Day 19: Symphony No. 4 in E Flat Major (Celibidache)

My “office” this morning is another favorite local restaurant: Mr. Burger.

The food isn’t fancy. It’s just well made, delicious, and hearty.

It’s the people that make it worth visiting.

Mr. Burger is like the TV show Cheers. Everybody knows your name, and they’re always glad you came.

It’s the ideal spot for…

This morning, I’m listening to Anton Bruckner’s Symphony No. 4 in E Flat Major (WAB 104), nicknamed “Romantic,” interpreted by the Romanian conductor Sergiu Celibidache (1912-1996).

According to one web site, his name is pronounced: SER-zhoo Chay-lee-bee-DAH-ke.

I’ll have to take their word for it.

If you want to read the background info on Maestro Celibidache (and I really think you should), or read my opinion of his interpretation of Bruckner’s Third, visit Day 13.

If not, read on…

You know how this works.

First, the objective stuff.

Then, my opinion of the performance and box set and liner notes, etc.

The objective stuff:

Bruckner’s Symphony No. 4 in E Flat Major (WAB 104), composed 1873-1874
Sergiu Celibidacheconducts
Celibidache used the “ed. Haas,” according to the liner notes. Edition of what?
Munchner Philharmoniker (Munich Philharmonic) plays
The symphony clocks in at 79:11 – Yikes!
This was recorded in Munich, Germany, on October 16, 1988
Celibidache was 75 when he conducted it
Bruckner was 50 when he finished composing it (the first time)
This recording was released on the Warner Classics label

Bruckner wrote his symphonies in four movements. The time breakdown of this one (Symphony No. 4 in E Flat Major), from this particular conductor (Celibidache) and this particular orchestra (Munchner Philharmoniker) is as follows:

I. Bewegt, nicht zu schnell……………………………………………………………………21:55
II. Andante, quasi allegretto…………………………………………………………………17:35
III. Scherzo. Bewegt (With motion) – Trio: Nicht zu schnell (Not too fast)……………………………………………………………………………………………………….11:03
IV. Finale: Bewegt, doch nicht zu schnell (With motion, but not too fast)……………………………………………………………………………………………………….27:52

Total running time: 79:11 – Yikes!

Okay. Now, here are the subjective aspects:

My Rating:
Recording quality: 4
Overall musicianship: 4
CD liner notes: 4 (thin booklet mostly about Celibidache, with a wee bit about Bruckner, translated into English, German, and French – fascinating for me, but unfulfilling as a primer on Bruckner’s symphonies)
How does this make me feel: 3

First of all, at nearly 80 minutes in length, Celidibache’s interpretation of Bruckner’s Fourth has crossed the line into Ass Hurt territory. Even taking into account the Maestro’s infamous disregard for tempo (as I mentioned on Day 13), is there any reason why this symphony should be pushing the boundaries of what’s possible to hold on a standard CD?

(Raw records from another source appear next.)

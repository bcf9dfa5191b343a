//! Handlers for the device-facing endpoints.

use axum::Json;
use axum::extract::State;
use axum::response::{IntoResponse, Response};
use serde::{Deserialize, Serialize};

use roomsense_app::ports::{KeyValueStore, ReadingSource};
use roomsense_domain::reading::SensorPayload;

use crate::error::ApiError;
use crate::state::AppState;

const STATUS_SUCCESS: &str = "success";

/// Acknowledgement returned to the device after a push.
#[derive(Debug, Serialize, Deserialize)]
pub struct PushAck {
    pub status: String,
}

/// Request body for switching the sensor on or off.
#[derive(Debug, Deserialize)]
pub struct ToggleRequest {
    pub enabled: bool,
}

/// Response body of the toggle endpoint.
#[derive(Debug, Serialize, Deserialize)]
#[serde(rename_all = "camelCase")]
pub struct ToggleAck {
    pub sensor_enabled: bool,
    pub status: String,
}

/// Possible responses from `GET /api/data`.
pub enum LatestResponse {
    Ok(Json<SensorPayload>),
}

impl IntoResponse for LatestResponse {
    fn into_response(self) -> Response {
        match self {
            Self::Ok(json) => json.into_response(),
        }
    }
}

/// Possible responses from `POST /api/data`.
pub enum PushResponse {
    Ok(Json<PushAck>),
}

impl IntoResponse for PushResponse {
    fn into_response(self) -> Response {
        match self {
            Self::Ok(json) => json.into_response(),
        }
    }
}

/// Possible responses from `POST /api/toggle-sensor`.
pub enum ToggleResponse {
    Ok(Json<ToggleAck>),
}

impl IntoResponse for ToggleResponse {
    fn into_response(self) -> Response {
        match self {
            Self::Ok(json) => json.into_response(),
        }
    }
}

/// `GET /api/data`
pub async fn latest<S, R>(State(state): State<AppState<S, R>>) -> LatestResponse
where
    S: KeyValueStore + Send + Sync + 'static,
    R: ReadingSource + Send + Sync + 'static,
{
    LatestResponse::Ok(Json(state.latest.latest().await))
}

/// `POST /api/data`
pub async fn push<S, R>(
    State(state): State<AppState<S, R>>,
    Json(payload): Json<SensorPayload>,
) -> PushResponse
where
    S: KeyValueStore + Send + Sync + 'static,
    R: ReadingSource + Send + Sync + 'static,
{
    tracing::debug!(
        temperature = ?payload.temperature,
        humidity = ?payload.humidity,
        "device push received"
    );
    state.latest.push(payload).await;
    PushResponse::Ok(Json(PushAck {
        status: STATUS_SUCCESS.to_string(),
    }))
}

/// `POST /api/toggle-sensor`
///
/// Forwards the switch to the reading source and mirrors the flag the
/// source reports back into the latest-reading store.
pub async fn toggle<S, R>(
    State(state): State<AppState<S, R>>,
    Json(body): Json<ToggleRequest>,
) -> Result<ToggleResponse, ApiError>
where
    S: KeyValueStore + Send + Sync + 'static,
    R: ReadingSource + Send + Sync + 'static,
{
    let enabled = state.source.set_sensor_enabled(body.enabled).await?;
    state.latest.set_sensor_enabled(enabled).await;
    tracing::info!(enabled, "sensor toggled");
    Ok(ToggleResponse::Ok(Json(ToggleAck {
        sensor_enabled: enabled,
        status: STATUS_SUCCESS.to_string(),
    })))
}
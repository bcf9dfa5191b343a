//! Common error types used across the workspace.
//!
//! Each layer defines its own typed errors and converts into [`SenseError`]
//! via `From`, so callers only ever match on one enum.

/// Top-level error for roomsense operations.
#[derive(Debug, thiserror::Error)]
pub enum SenseError {
    #[error("validation error")]
    Validation(#[from] ValidationError),

    #[error("storage error")]
    Storage(#[source] Box<dyn std::error::Error + Send + Sync>),

    #[error("upstream sensor error")]
    Upstream(#[source] Box<dyn std::error::Error + Send + Sync>),

    #[error("serialization error")]
    Serialization(#[from] serde_json::Error),
}

/// Rejected caller input.
#[derive(Debug, thiserror::Error)]
pub enum ValidationError {
    /// A timestamp query parameter could not be parsed as RFC 3339.
    #[error("invalid timestamp: {0}")]
    InvalidTimestamp(String),
}
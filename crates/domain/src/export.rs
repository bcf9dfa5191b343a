//! Export formats for a history log.
//!
//! Both exports walk the log in stored (oldest-first) order, unlike the
//! newest-first listings served to clients.

use chrono::NaiveDate;
use serde::{Deserialize, Serialize};

use crate::history::HistoryRecord;
use crate::time::Timestamp;

/// Header row of the CSV export.
pub const CSV_HEADER: &str = "Timestamp,Temperature (°C),Humidity (%),Sensor Status,Data Type";

const CSV_TIMESTAMP_FORMAT: &str = "%Y-%m-%d %H:%M:%S";

/// A downloadable export format.
#[derive(Debug, Clone, Copy, PartialEq, Eq)]
pub enum ExportFormat {
    Csv,
    Json,
}

impl ExportFormat {
    /// File extension without the leading dot.
    #[must_use]
    pub fn extension(self) -> &'static str {
        match self {
            Self::Csv => "csv",
            Self::Json => "json",
        }
    }

    /// MIME type for the `Content-Type` header.
    #[must_use]
    pub fn content_type(self) -> &'static str {
        match self {
            Self::Csv => "text/csv; charset=utf-8",
            Self::Json => "application/json",
        }
    }

    /// Download file name, e.g. `sensor_history_2024-05-01.csv`.
    #[must_use]
    pub fn file_name(self, date: NaiveDate) -> String {
        format!("sensor_history_{}.{}", date.format("%Y-%m-%d"), self.extension())
    }
}

/// Quote a CSV field if it contains a delimiter, a quote or a line break.
#[must_use]
pub fn csv_escape(field: &str) -> String {
    if field.contains([',', '"', '\n', '\r']) {
        format!("\"{}\"", field.replace('"', "\"\""))
    } else {
        field.to_string()
    }
}

/// Render records as CSV, one row per record in stored order.
///
/// An empty log yields the header line alone.
#[must_use]
pub fn to_csv(records: &[HistoryRecord]) -> String {
    let mut out = String::from(CSV_HEADER);
    for record in records {
        let reading = &record.reading;
        let timestamp = record.timestamp.format(CSV_TIMESTAMP_FORMAT).to_string();
        let status = if reading.sensor_enabled {
            "Active"
        } else {
            "Inactive"
        };
        let kind = if reading.is_dummy {
            "Simulation"
        } else {
            "Real"
        };
        out.push('\n');
        out.push_str(&format!(
            "{},{:.2},{:.2},{},{}",
            csv_escape(&timestamp),
            reading.temperature,
            reading.humidity,
            status,
            kind,
        ));
    }
    out
}

/// Earliest and latest timestamps of an exported log.
#[derive(Debug, Clone, PartialEq, Serialize, Deserialize)]
pub struct DataRange {
    pub start: Option<Timestamp>,
    pub end: Option<Timestamp>,
}

/// Metadata wrapper of the JSON export.
#[derive(Debug, Clone, PartialEq, Serialize, Deserialize)]
#[serde(rename_all = "camelCase")]
pub struct ExportMetadata {
    pub exported_at: Timestamp,
    pub total_records: usize,
    pub data_range: DataRange,
}

/// Top-level document of the JSON export.
#[derive(Debug, Clone, PartialEq, Serialize, Deserialize)]
pub struct JsonExport {
    pub metadata: ExportMetadata,
    pub records: Vec<HistoryRecord>,
}

impl JsonExport {
    /// Wrap `records` with export metadata stamped at `exported_at`.
    #[must_use]
    pub fn new(records: &[HistoryRecord], exported_at: Timestamp) -> Self {
        Self {
            metadata: ExportMetadata {
                exported_at,
                total_records: records.len(),
                data_range: DataRange {
                    start: records.first().map(|r| r.timestamp),
                    end: records.last().map(|r| r.timestamp),
                },
            },
            records: records.to_vec(),
        }
    }
}

/// Render records as a pretty-printed JSON export document.
///
/// # Errors
///
/// Returns a [`serde_json::Error`] if serialization fails.
pub fn to_json(
    records: &[HistoryRecord],
    exported_at: Timestamp,
) -> Result<String, serde_json::Error> {
    serde_json::to_string_pretty(&JsonExport::new(records, exported_at))
}
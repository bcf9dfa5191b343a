//! [`ReadingSource`] backed by a remote sensor device.

use std::future::Future;
use std::time::Duration;

use reqwest::Client;
use serde::de::DeserializeOwned;
use serde::{Deserialize, Serialize};

use roomsense_app::ports::ReadingSource;
use roomsense_domain::error::SenseError;
use roomsense_domain::reading::SensorPayload;

use crate::error::ClientError;

/// Per-request timeout applied to every call to the device.
pub const DEFAULT_TIMEOUT: Duration = Duration::from_secs(5);

#[derive(Serialize)]
struct ToggleRequest {
    enabled: bool,
}

#[derive(Deserialize)]
#[serde(rename_all = "camelCase")]
struct ToggleAck {
    sensor_enabled: bool,
}

/// Reads the sensor device over HTTP.
#[derive(Debug, Clone)]
pub struct HttpReadingSource {
    client: Client,
    base_url: String,
}

impl HttpReadingSource {
    /// Create a source for the device at `base_url`, e.g. `http://192.168.1.50`.
    ///
    /// # Errors
    ///
    /// Returns [`ClientError::InvalidUrl`] unless the URL starts with
    /// `http://` or `https://`.
    pub fn new(base_url: &str) -> Result<Self, ClientError> {
        let client = Client::builder().timeout(DEFAULT_TIMEOUT).build()?;
        Self::with_client(base_url, client)
    }

    /// Create a source using a preconfigured reqwest [`Client`].
    ///
    /// # Errors
    ///
    /// Returns [`ClientError::InvalidUrl`] unless the URL starts with
    /// `http://` or `https://`.
    pub fn with_client(base_url: &str, client: Client) -> Result<Self, ClientError> {
        let base_url = base_url.trim_end_matches('/').to_string();
        if !base_url.starts_with("http://") && !base_url.starts_with("https://") {
            return Err(ClientError::InvalidUrl(format!(
                "URL must start with http:// or https://, got: {base_url}"
            )));
        }
        Ok(Self { client, base_url })
    }

    #[must_use]
    pub fn base_url(&self) -> &str {
        &self.base_url
    }

    /// `GET {base}/api/data`
    ///
    /// # Errors
    ///
    /// Returns [`ClientError`] when the device is unreachable, answers with
    /// an error status or sends an undecodable body.
    pub async fn latest(&self) -> Result<SensorPayload, ClientError> {
        let url = format!("{}/api/data", self.base_url);
        let response = self
            .client
            .get(&url)
            .send()
            .await
            .map_err(|source| ClientError::NotReachable {
                url: url.clone(),
                source,
            })?;
        handle_response(response).await
    }

    /// `POST {base}/api/toggle-sensor`
    ///
    /// # Errors
    ///
    /// Same as [`latest`](Self::latest).
    pub async fn toggle(&self, enabled: bool) -> Result<bool, ClientError> {
        let url = format!("{}/api/toggle-sensor", self.base_url);
        let response = self
            .client
            .post(&url)
            .json(&ToggleRequest { enabled })
            .send()
            .await
            .map_err(|source| ClientError::NotReachable {
                url: url.clone(),
                source,
            })?;
        let ack: ToggleAck = handle_response(response).await?;
        Ok(ack.sensor_enabled)
    }
}

async fn handle_response<T: DeserializeOwned>(
    response: reqwest::Response,
) -> Result<T, ClientError> {
    let status = response.status();
    if status.is_success() {
        return Ok(response.json().await?);
    }

    let message = response
        .json::<serde_json::Value>()
        .await
        .ok()
        .and_then(|v| v.get("error").and_then(|e| e.as_str()).map(String::from))
        .unwrap_or_else(|| status.to_string());

    Err(ClientError::Api {
        status: status.as_u16(),
        message,
    })
}

impl ReadingSource for HttpReadingSource {
    fn fetch(&self) -> impl Future<Output = Result<SensorPayload, SenseError>> + Send {
        async move {
            let payload = self.latest().await?;
            tracing::trace!(url = %self.base_url, "fetched device reading");
            Ok(payload)
        }
    }

    fn set_sensor_enabled(
        &self,
        enabled: bool,
    ) -> impl Future<Output = Result<bool, SenseError>> + Send {
        async move { Ok(self.toggle(enabled).await?) }
    }
}
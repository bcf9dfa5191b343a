//! Reading source port — where the poller fetches the current reading from.

use std::future::Future;

use roomsense_domain::error::SenseError;
use roomsense_domain::reading::SensorPayload;

/// Provides the latest sensor payload and accepts enable/disable commands.
pub trait ReadingSource {
    /// Fetch the current payload.
    fn fetch(&self) -> impl Future<Output = Result<SensorPayload, SenseError>> + Send;

    /// Switch the upstream sensor on or off, returning the resulting state.
    fn set_sensor_enabled(
        &self,
        enabled: bool,
    ) -> impl Future<Output = Result<bool, SenseError>> + Send;
}

impl<T: ReadingSource + Send + Sync> ReadingSource for std::sync::Arc<T> {
    fn fetch(&self) -> impl Future<Output = Result<SensorPayload, SenseError>> + Send {
        (**self).fetch()
    }

    fn set_sensor_enabled(
        &self,
        enabled: bool,
    ) -> impl Future<Output = Result<bool, SenseError>> + Send {
        (**self).set_sensor_enabled(enabled)
    }
}
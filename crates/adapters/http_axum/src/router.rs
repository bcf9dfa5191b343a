//! Axum router assembly.

use axum::Router;
use axum::routing::get;
use tower_http::trace::TraceLayer;

use roomsense_app::ports::{KeyValueStore, ReadingSource};

use crate::state::AppState;

/// Build the top-level axum [`Router`].
///
/// Nests the API routes under `/api` and includes a [`TraceLayer`] that logs
/// each HTTP request/response at the `DEBUG` level.
pub fn build<S, R>(state: AppState<S, R>) -> Router
where
    S: KeyValueStore + Send + Sync + 'static,
    R: ReadingSource + Send + Sync + 'static,
{
    Router::new()
        .route("/health", get(health_check))
        .nest("/api", crate::api::routes())
        .layer(TraceLayer::new_for_http())
        .with_state(state)
}

async fn health_check() -> &'static str {
    "OK"
}
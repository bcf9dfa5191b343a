//! Polling driver — fetches the current reading on a fixed period and offers
//! it to the history.

use std::sync::Arc;
use std::time::Duration;

use serde::Serialize;
use tokio::sync::watch;
use tokio::time::MissedTickBehavior;

use roomsense_domain::error::SenseError;
use roomsense_domain::reading::{Reading, SensorPayload, looks_simulated};
use roomsense_domain::time::{Timestamp, now};

use crate::ports::{KeyValueStore, ReadingSource};
use crate::services::history_service::HistoryService;

/// Poll cadence and retry limits.
#[derive(Debug, Clone, Copy, PartialEq, Eq)]
pub struct PollerConfig {
    /// Period between two polls. Must be non-zero.
    pub interval: Duration,
    /// Consecutive failed fetches tolerated within one poll before the source
    /// is reported disconnected.
    pub max_retries: u32,
    /// Fixed pause between two attempts of the same poll.
    pub retry_delay: Duration,
    /// Classify readings by value range when the source carries no explicit
    /// simulation flag.
    pub detect_simulated: bool,
}

impl Default for PollerConfig {
    fn default() -> Self {
        Self {
            interval: Duration::from_secs(5),
            max_retries: 3,
            retry_delay: Duration::from_secs(2),
            detect_simulated: true,
        }
    }
}

/// Reachability of the reading source as seen by the poller.
#[derive(Debug, Clone, Copy, PartialEq, Eq, Default, Serialize)]
#[serde(rename_all = "lowercase")]
pub enum ConnectionStatus {
    #[default]
    Connecting,
    Connected,
    Disconnected,
}

/// Snapshot of the poller's health, published after every attempt.
#[derive(Debug, Clone, PartialEq, Default, Serialize)]
#[serde(rename_all = "camelCase")]
pub struct PollerStatus {
    pub connection: ConnectionStatus,
    pub last_success: Option<Timestamp>,
    pub consecutive_failures: u32,
    pub last_error: Option<String>,
    /// Last payload fetched from the source.
    pub last_payload: Option<SensorPayload>,
}

/// Drives the history from a [`ReadingSource`].
///
/// Polls run one after another on a single task, so two offers can never
/// race the retention check; ticks missed while a poll is still retrying are
/// skipped rather than queued.
pub struct Poller<R, S> {
    source: R,
    history: Arc<HistoryService<S>>,
    config: PollerConfig,
    status: watch::Sender<PollerStatus>,
}

impl<R, S> Poller<R, S>
where
    R: ReadingSource + Send + Sync,
    S: KeyValueStore + Send + Sync,
{
    #[must_use]
    pub fn new(source: R, history: Arc<HistoryService<S>>, config: PollerConfig) -> Self {
        let (status, _) = watch::channel(PollerStatus::default());
        Self {
            source,
            history,
            config,
            status,
        }
    }

    /// Receive status updates published by this poller.
    #[must_use]
    pub fn subscribe(&self) -> watch::Receiver<PollerStatus> {
        self.status.subscribe()
    }

    /// Fetch once (with retries) and offer the reading to the history.
    ///
    /// Returns whether the history accepted the reading.
    ///
    /// # Errors
    ///
    /// Returns the error of the last attempt when every attempt failed.
    pub async fn poll_once(&self) -> Result<bool, SenseError> {
        self.status.send_modify(|status| {
            if status.connection != ConnectionStatus::Connected {
                status.connection = ConnectionStatus::Connecting;
            }
        });

        let attempts = self.config.max_retries.max(1);
        let mut attempt = 1;
        let payload = loop {
            match self.source.fetch().await {
                Ok(payload) => break payload,
                Err(err) => {
                    self.status.send_modify(|status| {
                        status.consecutive_failures += 1;
                        status.last_error = Some(err.to_string());
                    });
                    if attempt >= attempts {
                        self.status.send_modify(|status| {
                            status.connection = ConnectionStatus::Disconnected;
                        });
                        return Err(err);
                    }
                    tracing::warn!(error = %err, attempt, attempts, "poll failed, retrying");
                    attempt += 1;
                    tokio::time::sleep(self.config.retry_delay).await;
                }
            }
        };

        self.status.send_modify(|status| {
            status.connection = ConnectionStatus::Connected;
            status.last_success = Some(now());
            status.consecutive_failures = 0;
            status.last_error = None;
            status.last_payload = Some(payload.clone());
        });

        let reading = self.to_reading(payload);
        tracing::debug!(
            temperature = reading.temperature,
            humidity = reading.humidity,
            simulated = reading.is_dummy,
            "reading received"
        );
        Ok(self.history.offer(reading).await)
    }

    /// Poll forever at the configured interval.
    pub async fn run(self) {
        tracing::info!(
            interval_secs = self.config.interval.as_secs_f64(),
            "starting reading poller"
        );

        let mut ticker = tokio::time::interval(self.config.interval);
        ticker.set_missed_tick_behavior(MissedTickBehavior::Skip);

        loop {
            ticker.tick().await;
            match self.poll_once().await {
                Ok(true) => tracing::debug!("reading recorded to history"),
                Ok(false) => {}
                Err(err) => tracing::error!(
                    error = %err,
                    "reading source unreachable, will keep polling"
                ),
            }
        }
    }

    fn to_reading(&self, payload: SensorPayload) -> Reading {
        let guessed = self.config.detect_simulated
            && looks_simulated(
                payload.temperature.unwrap_or_default(),
                payload.humidity.unwrap_or_default(),
            );
        payload.into_reading(guessed)
    }
}

#[cfg(test)]
mod tests {
    use super::*;
    use crate::memory_store::InMemoryKeyValueStore;
    use crate::services::history_service::HistoryPolicy;
    use std::collections::VecDeque;
    use std::future::Future;
    use std::sync::Mutex;

    /// Source that replays a scripted sequence of outcomes.
    #[derive(Default)]
    struct ScriptedSource {
        outcomes: Mutex<VecDeque<Option<SensorPayload>>>,
        fetches: Mutex<usize>,
    }

    impl ScriptedSource {
        fn new(outcomes: impl IntoIterator<Item = Option<SensorPayload>>) -> Self {
            Self {
                outcomes: Mutex::new(outcomes.into_iter().collect()),
                fetches: Mutex::new(0),
            }
        }

        fn fetches(&self) -> usize {
            *self.fetches.lock().unwrap()
        }
    }

    impl ReadingSource for ScriptedSource {
        fn fetch(&self) -> impl Future<Output = Result<SensorPayload, SenseError>> + Send {
            *self.fetches.lock().unwrap() += 1;
            let next = self.outcomes.lock().unwrap().pop_front().flatten();
            async move {
                next.ok_or_else(|| {
                    SenseError::Upstream(Box::new(std::io::Error::other("device offline")))
                })
            }
        }

        fn set_sensor_enabled(
            &self,
            enabled: bool,
        ) -> impl Future<Output = Result<bool, SenseError>> + Send {
            async move { Ok(enabled) }
        }
    }

    fn payload(temperature: f64, humidity: f64) -> SensorPayload {
        SensorPayload {
            temperature: Some(temperature),
            humidity: Some(humidity),
            sensor_enabled: Some(true),
            is_dummy: None,
        }
    }

    fn fast_config() -> PollerConfig {
        PollerConfig {
            interval: Duration::from_millis(10),
            max_retries: 3,
            retry_delay: Duration::ZERO,
            detect_simulated: true,
        }
    }

    async fn history() -> Arc<HistoryService<InMemoryKeyValueStore>> {
        Arc::new(HistoryService::load(InMemoryKeyValueStore::new(), HistoryPolicy::default()).await)
    }

    #[tokio::test]
    async fn should_offer_fetched_reading_to_history() {
        let history = history().await;
        let source = ScriptedSource::new([Some(payload(18.0, 40.0))]);
        let poller = Poller::new(source, Arc::clone(&history), fast_config());

        assert!(poller.poll_once().await.unwrap());

        let records = history.all_records().await;
        assert_eq!(records.len(), 1);
        assert!((records[0].reading.temperature - 18.0).abs() < f64::EPSILON);
        assert!(!records[0].reading.is_dummy);
    }

    #[tokio::test]
    async fn should_not_record_second_poll_within_interval() {
        let history = history().await;
        let source = ScriptedSource::new([Some(payload(18.0, 40.0)), Some(payload(19.0, 41.0))]);
        let poller = Poller::new(source, Arc::clone(&history), fast_config());

        assert!(poller.poll_once().await.unwrap());
        assert!(!poller.poll_once().await.unwrap());
        assert_eq!(history.all_records().await.len(), 1);
    }

    #[tokio::test]
    async fn should_flag_simulated_band_when_detection_enabled() {
        let history = history().await;
        let source = ScriptedSource::new([Some(payload(27.0, 70.0))]);
        let poller = Poller::new(source, Arc::clone(&history), fast_config());

        poller.poll_once().await.unwrap();

        assert!(history.all_records().await[0].reading.is_dummy);
    }

    #[tokio::test]
    async fn should_trust_explicit_flag_over_heuristic() {
        let history = history().await;
        let mut explicit = payload(27.0, 70.0);
        explicit.is_dummy = Some(false);
        let source = ScriptedSource::new([Some(explicit)]);
        let poller = Poller::new(source, Arc::clone(&history), fast_config());

        poller.poll_once().await.unwrap();

        assert!(!history.all_records().await[0].reading.is_dummy);
    }

    #[tokio::test]
    async fn should_skip_heuristic_when_detection_disabled() {
        let history = history().await;
        let source = ScriptedSource::new([Some(payload(27.0, 70.0))]);
        let config = PollerConfig {
            detect_simulated: false,
            ..fast_config()
        };
        let poller = Poller::new(source, Arc::clone(&history), config);

        poller.poll_once().await.unwrap();

        assert!(!history.all_records().await[0].reading.is_dummy);
    }

    #[tokio::test]
    async fn should_retry_until_fetch_succeeds() {
        let history = history().await;
        let source = Arc::new(ScriptedSource::new([None, None, Some(payload(18.0, 40.0))]));
        let poller = Poller::new(Arc::clone(&source), Arc::clone(&history), fast_config());
        let status = poller.subscribe();

        assert!(poller.poll_once().await.unwrap());

        assert_eq!(source.fetches(), 3);
        let status = status.borrow().clone();
        assert_eq!(status.connection, ConnectionStatus::Connected);
        assert_eq!(status.consecutive_failures, 0);
        assert!(status.last_success.is_some());
        assert!(status.last_error.is_none());
    }

    #[tokio::test]
    async fn should_report_disconnected_after_max_retries() {
        let history = history().await;
        let source = Arc::new(ScriptedSource::new([None, None, None, Some(payload(18.0, 40.0))]));
        let poller = Poller::new(Arc::clone(&source), Arc::clone(&history), fast_config());
        let status = poller.subscribe();

        let result = poller.poll_once().await;

        assert!(matches!(result, Err(SenseError::Upstream(_))));
        assert_eq!(source.fetches(), 3);
        assert!(history.all_records().await.is_empty());
        let status = status.borrow().clone();
        assert_eq!(status.connection, ConnectionStatus::Disconnected);
        assert_eq!(status.consecutive_failures, 3);
        assert!(status.last_error.is_some());
    }

    #[tokio::test]
    async fn should_recover_after_disconnection() {
        let history = history().await;
        let source = ScriptedSource::new([None, None, None, Some(payload(18.0, 40.0))]);
        let poller = Poller::new(source, Arc::clone(&history), fast_config());
        let status = poller.subscribe();

        assert!(poller.poll_once().await.is_err());
        assert!(poller.poll_once().await.unwrap());

        assert_eq!(status.borrow().connection, ConnectionStatus::Connected);
        assert_eq!(history.all_records().await.len(), 1);
    }

    #[tokio::test]
    async fn should_poll_repeatedly_when_running() {
        let history = history().await;
        let source = Arc::new(ScriptedSource::new(
            std::iter::repeat_with(|| Some(payload(18.0, 40.0))).take(100),
        ));
        let poller = Poller::new(Arc::clone(&source), Arc::clone(&history), fast_config());

        let handle = tokio::spawn(poller.run());
        tokio::time::sleep(Duration::from_millis(60)).await;
        handle.abort();

        assert!(source.fetches() >= 2);
        assert_eq!(history.all_records().await.len(), 1);
    }

    #[test]
    fn should_serialize_status_in_camel_case() {
        let json = serde_json::to_value(PollerStatus::default()).unwrap();
        assert_eq!(json["connection"], "connecting");
        assert_eq!(json["consecutiveFailures"], 0);
        assert!(json["lastSuccess"].is_null());
    }
}
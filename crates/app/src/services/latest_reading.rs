//! Latest-reading store — a single slot overwritten by every device push.

use std::future::Future;

use tokio::sync::RwLock;

use roomsense_domain::error::SenseError;
use roomsense_domain::reading::SensorPayload;

use crate::ports::ReadingSource;

#[derive(Debug)]
struct Slot {
    payload: SensorPayload,
    sensor_enabled: bool,
}

/// Holds the most recent payload pushed by the sensor device.
///
/// Nothing is validated and nothing is kept besides the last push: the
/// newest write wins. Temperature and humidity start out `null`.
#[derive(Debug)]
pub struct LatestReadingStore {
    slot: RwLock<Slot>,
}

impl Default for LatestReadingStore {
    fn default() -> Self {
        Self {
            slot: RwLock::new(Slot {
                payload: SensorPayload::default(),
                sensor_enabled: true,
            }),
        }
    }
}

impl LatestReadingStore {
    #[must_use]
    pub fn new() -> Self {
        Self::default()
    }

    /// Overwrite the slot with `payload`.
    ///
    /// An explicit `sensorEnabled` in the payload also updates the enabled flag.
    pub async fn push(&self, payload: SensorPayload) {
        let mut slot = self.slot.write().await;
        if let Some(enabled) = payload.sensor_enabled {
            slot.sensor_enabled = enabled;
        }
        slot.payload = payload;
    }

    /// The last pushed payload, carrying the current enabled flag.
    pub async fn latest(&self) -> SensorPayload {
        let slot = self.slot.read().await;
        SensorPayload {
            sensor_enabled: Some(slot.sensor_enabled),
            ..slot.payload.clone()
        }
    }

    /// Record whether the sensor is switched on.
    pub async fn set_sensor_enabled(&self, enabled: bool) {
        self.slot.write().await.sensor_enabled = enabled;
    }

    /// Whether the sensor is currently switched on.
    pub async fn sensor_enabled(&self) -> bool {
        self.slot.read().await.sensor_enabled
    }
}

impl ReadingSource for LatestReadingStore {
    fn fetch(&self) -> impl Future<Output = Result<SensorPayload, SenseError>> + Send {
        async move { Ok(self.latest().await) }
    }

    fn set_sensor_enabled(
        &self,
        enabled: bool,
    ) -> impl Future<Output = Result<bool, SenseError>> + Send {
        async move {
            LatestReadingStore::set_sensor_enabled(self, enabled).await;
            Ok(enabled)
        }
    }
}
//! # roomsense-adapter-http-reqwest
//!
//! Reads a sensor device over HTTP using [reqwest](https://docs.rs/reqwest).
//!
//! The device exposes the same endpoints the daemon serves: `GET /api/data`
//! returns the latest reading and `POST /api/toggle-sensor` switches the
//! sensor on or off. This adapter implements the `ReadingSource` port so the
//! poller can drive the history from a remote device.

pub mod client;
pub mod error;

pub use client::HttpReadingSource;
pub use error::ClientError;
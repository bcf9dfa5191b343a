//! # roomsense-domain
//!
//! Pure domain model for the roomsense climate logger.
//!
//! ## Responsibilities
//! - Foundational types: typed identifiers, error conventions, timestamps
//! - Define **Readings** (temperature / humidity samples) and their upstream wire shape
//! - Define **History records** (persisted readings with identity and a timestamp)
//! - Compute **History statistics** over a set of records
//! - Serialize records into the **CSV and JSON export** formats
//!
//! ## Dependency rule
//! This crate has **no internal dependencies**.
//! It must never import anything from `app`, adapters, or external IO crates.
//! All IO boundaries are expressed as traits in the `app` crate (ports).

pub mod error;
pub mod id;
pub mod time;

pub mod export;
pub mod history;
pub mod reading;
pub mod stats;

Second, I really dislike it when a music label prints scant information on the CD sleeves. Take a look at what can be discerned from reading the back of CD 2 from the Celidibache box set:

The number of the CD
The name of the conductor
The name of the composer
The name of the symphony
The total running time of disc

And “See booklet for details” in italic.

Since Warner Classics had to (and did) print something on the back of the CD sleeve, would it really have killed them to include:

The track names and running times for each?
The version Celibidache used?
The name of the orchestra?
The name of the record label?

Third, I wasn’t feeling the magic with this performance. It felt rambling. Unfocused. Lacking energy.

Bottom line: Not even my appreciation for Zen could color my opinion of this performance. Nor, could my love for horns, the beauty of the opening movement, or the vigor usually present in the Finale. All this did was bore me to tears and waste 2-3 hours of my life.